Phylogeny from multi-locus sequences aka MLSA

in ,

— 211 reads

Multi-locus sequence analysis (MLSA) involves using multiple genes or loci, usually conserved housekeeping genes, to construct phylogeny and other sequence-based analyses. Since different genes may have different mutation rates, MLSA generally gives a better approximation of underlying evolution and a more realistic resolution of phylogenetic relations among taxa than only one gene.

This is also a better alternative to ribosomal 16s/ITS-based analysis, especially for many bacterial species (including Bradyrhizobium, which I worked with), because the 16s/ITS are often very similar in these genera and cannot be used to differentiate species.

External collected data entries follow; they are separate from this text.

//! Full pipeline: classify, aggregate, derive a budget and compare it.

use crate::aggregate::{
    BasicStats, CategoryStats, HistoricalSpending, TimeBucket, basic_stats, by_category,
    by_month, by_quarter, historical_spending,
};
use crate::budget::{Budget, BudgetComparison, BudgetPolicy, build_template, compare_to_actual};
use crate::chart::{ChartBar, expenses_by_category};
use crate::classifier::classify_all;
use piggy_core::{CategoryRules, Transaction};
use serde::Serialize;

/// Everything the presentation layer needs, computed in one pass
#[derive(Debug, Clone, Serialize)]
pub struct FinanceReport {
    pub transactions: Vec<Transaction>,
    pub basic: BasicStats,
    pub categories: Vec<CategoryStats>,
    pub monthly: Vec<TimeBucket>,
    pub quarterly: Vec<TimeBucket>,
    pub history: HistoricalSpending,
    pub budget: Budget,
    pub comparison: Vec<BudgetComparison>,
    pub chart: Vec<ChartBar>,
}

impl FinanceReport {
    /// Classify `txns` with `rules` and run every aggregation pass.
    /// Savings in the budget are based on the set's total income.
    pub fn build(mut txns: Vec<Transaction>, rules: &CategoryRules, policy: &BudgetPolicy) -> Self {
        classify_all(&mut txns, rules);

        let basic = basic_stats(&txns);
        let categories = by_category(&txns);
        let monthly = by_month(&txns);
        let quarterly = by_quarter(&txns);
        let history = historical_spending(&txns);
        tracing::debug!(
            categories = categories.len(),
            months = monthly.len(),
            quarters = quarterly.len(),
            "aggregated transactions"
        );

        let budget = build_template(&history, Some(basic.total_income), policy);
        let comparison = compare_to_actual(&budget, &txns);
        let chart = expenses_by_category(&txns);
        tracing::debug!(lines = budget.lines.len(), "built budget");

        Self {
            transactions: txns,
            basic,
            categories,
            monthly,
            quarterly,
            history,
            budget,
            comparison,
            chart,
        }
    }

    pub fn is_empty(&self) -> bool {
        self.transactions.is_empty()
    }
}

#[cfg(test)]
mod tests {
    use super::*;

    #[test]
    fn test_empty_report() {
        let report = FinanceReport::build(Vec::new(), &CategoryRules::builtin(), &BudgetPolicy::default());
        assert!(report.is_empty());
        assert_eq!(report.basic.balance, 0.0);
        assert!(report.categories.is_empty());
        assert!(report.monthly.is_empty());
        // Savings line is always present
        assert_eq!(report.budget.lines.len(), 1);
    }

    #[test]
    fn test_report_serializes() {
        let txns = vec![Transaction::new("2024-03-01", -12.0, "Pizza for lunch")];
        let report = FinanceReport::build(txns, &CategoryRules::builtin(), &BudgetPolicy::default());
        let json = serde_json::to_value(&report).unwrap();
        assert_eq!(json["transactions"][0]["category"], "Cafes & Restaurants");
        assert_eq!(json["comparison"][0]["status"], "within");
    }
}
pub mod csv_file;
pub mod json_file;

use anyhow::{Result, bail};
use piggy_core::Transaction;
use std::path::Path;

/// Supported statement file formats
#[derive(Debug, Clone, Copy, PartialEq, Eq)]
pub enum SourceFormat {
    Csv,
    Json,
}

impl SourceFormat {
    /// Guess the format from the file extension
    pub fn from_path(path: &Path) -> Option<Self> {
        let ext = path.extension()?.to_str()?.to_lowercase();
        match ext.as_str() {
            "csv" => Some(SourceFormat::Csv),
            "json" => Some(SourceFormat::Json),
            _ => None,
        }
    }
}

/// Read any supported file, dispatching on its extension.
pub fn import_file(path: impl AsRef<Path>) -> Result<Vec<Transaction>> {
    let path = path.as_ref();
    let txns = match SourceFormat::from_path(path) {
        Some(SourceFormat::Csv) => csv_file::read_csv(path)?,
        Some(SourceFormat::Json) => json_file::read_json(path)?,
        None => bail!("unsupported file type: {} (expected .csv or .json)", path.display()),
    };
    tracing::info!(count = txns.len(), path = %path.display(), "imported transactions");
    Ok(txns)
}

/// Lenient amount parsing: blanks, junk and non-finite values become 0
pub(crate) fn parse_amount(raw: &str) -> f64 {
    raw.trim()
        .replace(' ', "")
        .parse::<f64>()
        .ok()
        .filter(|v| v.is_finite())
        .unwrap_or(0.0)
}

#[cfg(test)]
mod tests {
    use super::*;
    use std::io::Write;

    #[test]
    fn test_format_from_path() {
        assert_eq!(SourceFormat::from_path(Path::new("a/b.CSV")), Some(SourceFormat::Csv));
        assert_eq!(SourceFormat::from_path(Path::new("data.json")), Some(SourceFormat::Json));
        assert_eq!(SourceFormat::from_path(Path::new("notes.txt")), None);
        assert_eq!(SourceFormat::from_path(Path::new("no_ext")), None);
    }

    #[test]
    fn test_parse_amount() {
        assert_eq!(parse_amount(" -12.50 "), -12.5);
        assert_eq!(parse_amount("1 200"), 1200.0);
        assert_eq!(parse_amount(""), 0.0);
        assert_eq!(parse_amount("n/a"), 0.0);
        assert_eq!(parse_amount("NaN"), 0.0);
        assert_eq!(parse_amount("inf"), 0.0);
        assert_eq!(parse_amount("-Infinity"), 0.0);
    }

    #[test]
    fn test_import_dispatch() {
        let mut f = tempfile::Builder::new().suffix(".csv").tempfile().unwrap();
        writeln!(f, "date,amount,description").unwrap();
        writeln!(f, "2024-01-05,-100,store purchase").unwrap();
        let txns = import_file(f.path()).unwrap();
        assert_eq!(txns.len(), 1);

        let other = tempfile::Builder::new().suffix(".txt").tempfile().unwrap();
        assert!(import_file(other.path()).is_err());
    }

    #[test]
    fn test_missing_file_errors() {
        assert!(import_file("/definitely/not/here.csv").is_err());
    }
}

Multilocus sequence alignment may look like this. Source

TL;DR

Now-a-days, I use AutoMLSA2, which essentially automates all the intermediate steps one need to do to create a MLSA phylogeny. AutoMLSA2 requires protein or amino acid sequences of your target genes/locus. Its best to download the target gene sequences from NCBI or other curated databases and then run the following command:

$ automlsa2 --query AAofInterest.faa --dir ../path/to/target/genome -t 8 --allow_missing 4 --missing_check project_name

You need to define directory path containing target genome files using --dir

--query contains fasta file of amino acid sequences for gene/locus of interest.

-t defines number of threads.

--allow_missing is how many missing genes/locus can be tolerated for a genome, if a genome do not have more more missing genes, it will be dropped from further analysis.

Preparation of data

Here’s the scenario. You have a bunch of newly generated genome sequence files. They are all mapped and annotated. Generally, the annotation program gives output in Genbank (gbk) format. You want to search and extract some specific genes from all genomes.

So basically, this protocol involves doing BLAST on a local database.

I generally change the formats to fasta using this program I wrote: https://github.com/acarafat/gbk2fasta

This program has three options: fna, ffn, and faa. fna extracts all GenBank sequence records. ffn extracts only CDS records. fna extracts CDS and translates it into amino acid sequences. This Python script will be used in command line/shell/terminal. Use the following prompt to convert .gbk file to .fasta:

$ python gbk2fasta.py input.gbk fna

Homology search

Let’s join all these genomes together. In the UNIX command shell, move to the directory which contains all genome fasta files and concatenate them in a single file:

$ cat *.fasta > database/genomes.fasta

Make a BLAST database for all genomes:

~/database$ makeblastdb -in genomes.fasta -dbtype nucl

Now let’s do the query for all of your target genes. I would download the reference gene sequence from NCBI to be used as a query and keep them in separate fasta files. This nucleotide BLAST will generate a detailed output report, including the matched sequence.

$ blastn -db database/genomes.fasta -query geneOfInterest.fasta -out geneOfInterest.fasta.out -outfmt '7 std qcovs sseq'

In some cases, doing a simple nucleotide BLAST might not be enough, and you need to do other variants of BLAST, such as tblastn, which use amino acid query sequence to search for it to an NCBI nucleotide database which has been translated to all six reading frames.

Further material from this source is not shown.